10.8 — Introduction to pointers

In lesson 1.3 -- a first look at variables, we noted that a variable is a name for a piece of memory that holds a value. When our program instantiates a variable, a free memory address is automatically assigned to the variable, and any value we assign to the variable is stored in this memory address.

For example:


int x{};

When this statement is executed by the CPU, a piece of memory from RAM will be set aside. For the sake of example, let’s say that the variable x is assigned memory location 140. Whenever the program sees the variable x in an expression or statement, it knows that it should look in memory location 140 to get the value.
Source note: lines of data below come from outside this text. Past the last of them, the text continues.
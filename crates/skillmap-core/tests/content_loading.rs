//! Integration tests for content loading and graceful degradation

use skillmap_core::content::ContentLoader;
use skillmap_core::error::{ContentError, ErrorSeverity};
use skillmap_core::ContentStore;
use std::path::Path;
use tempfile::tempdir;

fn write_site(dir: &Path, json: &str) {
    std::fs::write(dir.join("site.json"), json).unwrap();
}

fn write_roadmap(dir: &Path, file: &str, json: &str) {
    let roadmaps = dir.join("roadmaps");
    std::fs::create_dir_all(&roadmaps).unwrap();
    std::fs::write(roadmaps.join(file), json).unwrap();
}

fn roadmap_json(id: &str, title: &str) -> String {
    format!(
        r#"{{"id": "{id}", "title": "{title}", "featuredTitle": "{title}", "description": "Step by step guide to becoming a {title} developer"}}"#
    )
}

#[test]
fn test_full_load() {
    let dir = tempdir().unwrap();
    write_site(
        dir.path(),
        r#"{
            "name": "skillmap",
            "tagline": "Community curated roadmaps",
            "issueUrl": "https://github.com/skillmap-dev/skillmap/issues/new",
            "signupFormAction": "https://newsletter.example.com/subscribe",
            "signupEmailField": "EMAIL"
        }"#,
    );
    write_roadmap(dir.path(), "frontend.json", &roadmap_json("frontend", "Frontend"));
    write_roadmap(dir.path(), "backend.json", &roadmap_json("backend", "Backend"));
    write_roadmap(dir.path(), "devops.json", &roadmap_json("devops", "DevOps"));

    let loader = ContentLoader::new(dir.path());
    let (content, report) = loader.load_all();

    assert!(!report.has_fatal_errors());
    assert!(report.site_loaded);
    assert_eq!(report.roadmaps_scanned, 3);
    assert_eq!(report.roadmaps_failed, 0);

    assert_eq!(content.site.name, "skillmap");
    assert_eq!(
        content.site.signup_form_action,
        "https://newsletter.example.com/subscribe"
    );

    // Sorted by id regardless of file discovery order
    let ids: Vec<_> = content.roadmaps.iter().map(|r| r.id.as_str()).collect();
    assert_eq!(ids, vec!["backend", "devops", "frontend"]);
}

#[test]
fn test_malformed_roadmap_is_skipped() {
    let dir = tempdir().unwrap();
    write_roadmap(dir.path(), "frontend.json", &roadmap_json("frontend", "Frontend"));
    write_roadmap(dir.path(), "broken.json", "{ not json at all");

    let loader = ContentLoader::new(dir.path());
    let (content, report) = loader.load_all();

    assert!(!report.has_fatal_errors());
    assert_eq!(report.roadmaps_scanned, 2);
    assert_eq!(report.roadmaps_failed, 1);
    assert_eq!(content.roadmaps.len(), 1);
    assert_eq!(content.roadmaps[0].id, "frontend");

    let (_, errors, _) = report.error_count();
    assert_eq!(errors, 1);
}

#[test]
fn test_invalid_roadmap_is_skipped() {
    let dir = tempdir().unwrap();
    write_roadmap(
        dir.path(),
        "empty-id.json",
        r#"{"id": "", "title": "Empty", "featuredTitle": "Empty", "description": "Invalid"}"#,
    );
    write_roadmap(dir.path(), "python.json", &roadmap_json("python", "Python"));

    let loader = ContentLoader::new(dir.path());
    let (content, report) = loader.load_all();

    assert_eq!(report.roadmaps_failed, 1);
    assert_eq!(content.roadmaps.len(), 1);
    assert_eq!(content.roadmaps[0].id, "python");
}

#[test]
fn test_duplicate_id_keeps_first_file() {
    let dir = tempdir().unwrap();
    // Files discovered in sorted order, so aaa.json wins over zzz.json
    write_roadmap(
        dir.path(),
        "aaa.json",
        r#"{"id": "frontend", "title": "First", "featuredTitle": "First", "description": "Guide"}"#,
    );
    write_roadmap(
        dir.path(),
        "zzz.json",
        r#"{"id": "frontend", "title": "Second", "featuredTitle": "Second", "description": "Guide"}"#,
    );

    let loader = ContentLoader::new(dir.path());
    let (content, report) = loader.load_all();

    assert_eq!(content.roadmaps.len(), 1);
    assert_eq!(content.roadmaps[0].title, "First");
    assert_eq!(report.roadmaps_failed, 1);
    assert!(report
        .errors
        .iter()
        .any(|e| e.severity == ErrorSeverity::Error && e.source == "roadmaps"));
}

#[test]
fn test_missing_site_config_uses_defaults() {
    let dir = tempdir().unwrap();
    write_roadmap(dir.path(), "golang.json", &roadmap_json("golang", "Go"));

    let loader = ContentLoader::new(dir.path());
    let (content, report) = loader.load_all();

    assert!(!report.site_loaded);
    assert!(!report.has_fatal_errors());
    assert!(report.warnings().any(|w| w.source == "site"));
    assert_eq!(content.site.name, "skillmap");
    assert_eq!(content.site.signup_email_field, "EMAIL");
}

#[test]
fn test_malformed_site_config_uses_defaults() {
    let dir = tempdir().unwrap();
    write_site(dir.path(), "{ nope");
    write_roadmap(dir.path(), "golang.json", &roadmap_json("golang", "Go"));

    let loader = ContentLoader::new(dir.path());
    let (content, report) = loader.load_all();

    assert!(!report.site_loaded);
    assert!(report.has_errors());
    assert_eq!(content.site.name, "skillmap");
}

#[test]
fn test_missing_roadmaps_dir_is_fatal() {
    let dir = tempdir().unwrap();
    write_site(dir.path(), r#"{"name": "skillmap"}"#);

    let loader = ContentLoader::new(dir.path());
    let (content, report) = loader.load_all();

    assert!(report.has_fatal_errors());
    assert!(content.roadmaps.is_empty());
}

#[test]
fn test_missing_content_dir_is_fatal() {
    let dir = tempdir().unwrap();

    let loader = ContentLoader::new(dir.path().join("nope"));
    let (content, report) = loader.load_all();

    assert!(report.has_fatal_errors());
    assert!(content.roadmaps.is_empty());
    assert_eq!(report.roadmaps_scanned, 0);
}

#[cfg(unix)]
#[test]
fn test_unreadable_roadmaps_dir_is_reported() {
    use std::fs::Permissions;
    use std::os::unix::fs::PermissionsExt;

    let dir = tempdir().unwrap();
    write_roadmap(dir.path(), "frontend.json", &roadmap_json("frontend", "Frontend"));

    let roadmaps = dir.path().join("roadmaps");
    std::fs::set_permissions(&roadmaps, Permissions::from_mode(0o000)).unwrap();

    // Permission bits do not bind for privileged processes
    if std::fs::read_dir(&roadmaps).is_ok() {
        std::fs::set_permissions(&roadmaps, Permissions::from_mode(0o755)).unwrap();
        return;
    }

    let loader = ContentLoader::new(dir.path());
    let (content, report) = loader.load_all();

    std::fs::set_permissions(&roadmaps, Permissions::from_mode(0o755)).unwrap();

    assert!(!report.has_fatal_errors());
    assert!(content.roadmaps.is_empty());
    assert!(report
        .errors
        .iter()
        .any(|e| e.severity == ErrorSeverity::Error && e.source == "roadmaps"));
}

#[test]
fn test_non_json_files_are_ignored() {
    let dir = tempdir().unwrap();
    write_roadmap(dir.path(), "frontend.json", &roadmap_json("frontend", "Frontend"));
    write_roadmap(dir.path(), "README.md", "# Not a roadmap");
    write_roadmap(dir.path(), "notes.txt", "scratch");

    let loader = ContentLoader::new(dir.path());
    let (content, report) = loader.load_all();

    assert_eq!(report.roadmaps_scanned, 1);
    assert_eq!(content.roadmaps.len(), 1);
}

#[test]
fn test_parse_roadmap_error_variants() {
    let dir = tempdir().unwrap();
    let roadmaps = dir.path().join("roadmaps");
    std::fs::create_dir_all(&roadmaps).unwrap();
    let loader = ContentLoader::new(dir.path());

    let missing = loader.parse_roadmap(&roadmaps.join("missing.json"));
    assert!(matches!(missing, Err(ContentError::FileRead { .. })));

    std::fs::write(roadmaps.join("bad.json"), "[1, 2").unwrap();
    let bad = loader.parse_roadmap(&roadmaps.join("bad.json"));
    assert!(matches!(bad, Err(ContentError::JsonParse { .. })));

    std::fs::write(
        roadmaps.join("invalid.json"),
        r#"{"id": "a/b", "title": "Bad", "featuredTitle": "Bad", "description": "d"}"#,
    )
    .unwrap();
    let invalid = loader.parse_roadmap(&roadmaps.join("invalid.json"));
    assert!(matches!(invalid, Err(ContentError::InvalidRoadmap { .. })));
}

#[test]
fn test_store_serves_degraded_content() {
    let dir = tempdir().unwrap();
    write_roadmap(dir.path(), "frontend.json", &roadmap_json("frontend", "Frontend"));
    write_roadmap(dir.path(), "broken.json", "{{{{");

    let store = ContentStore::new(dir.path());
    let report = store.load();

    assert!(!report.has_fatal_errors());
    assert!(store.degraded_state().is_degraded());

    // Healthy content is still served
    assert_eq!(store.roadmap_count(), 1);
    assert!(store.roadmap("frontend").is_some());
}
The nice thing about variables is that we don’t need to worry about what specific memory address is assigned. We just refer to the variable by its given identifier, and the compiler translates this name into the appropriately assigned memory address.

However, this approach has some limitations, which we’ll discuss in this and future lessons.

The address-of operator (&)

The address-of operator (&) allows us to see what memory address is assigned to a variable. This is pretty straightforward:


#include <iostream>

int main()
{
    int x{ 5 };
    std::cout << x << '\n'; // print the value of variable x
    std::cout << &x << '\n'; // print the memory address of variable x

    return 0;
}

On the author’s machine, the above program printed:

5
0027FEA0

Note: Although the address-of operator looks just like the bitwise-and operator, you can distinguish them because the address-of operator is unary, whereas the bitwise-and operator is binary.

The indirection operator (*)

Getting the address of a variable isn’t very useful by itself.

The indirection operator (*) (also called dereference operator) allows us to access the value at a particular address:


#include <iostream>

int main()
{
    int x{ 5 };
    std::cout << x << '\n'; // print the value of variable x
    std::cout << &x << '\n'; // print the memory address of variable x
    std::cout << *(&x) << '\n'; /// print the value at the memory address of variable x (parenthesis not required, but make it easier to read)

    return 0;
}

On the author’s machine, the above program printed:

5
0027FEA0
5

Note: Although the indirection operator looks just like the multiplication operator, you can distinguish them because the indirection operator is unary, whereas the multiplication operator is binary.

Pointers

With the address-of operator and indirection operators now added to our toolkits, we can now talk about pointers. A pointer is a variable that holds a memory address as its value.

Pointers are typically seen as one of the most confusing parts of the C++ language, but they’re surprisingly simple when explained properly.

Declaring a pointer

Pointer variables are declared just like normal variables, only with an asterisk between the data type and the variable name. Note that this asterisk is not an indirection. It is part of the pointer declaration syntax.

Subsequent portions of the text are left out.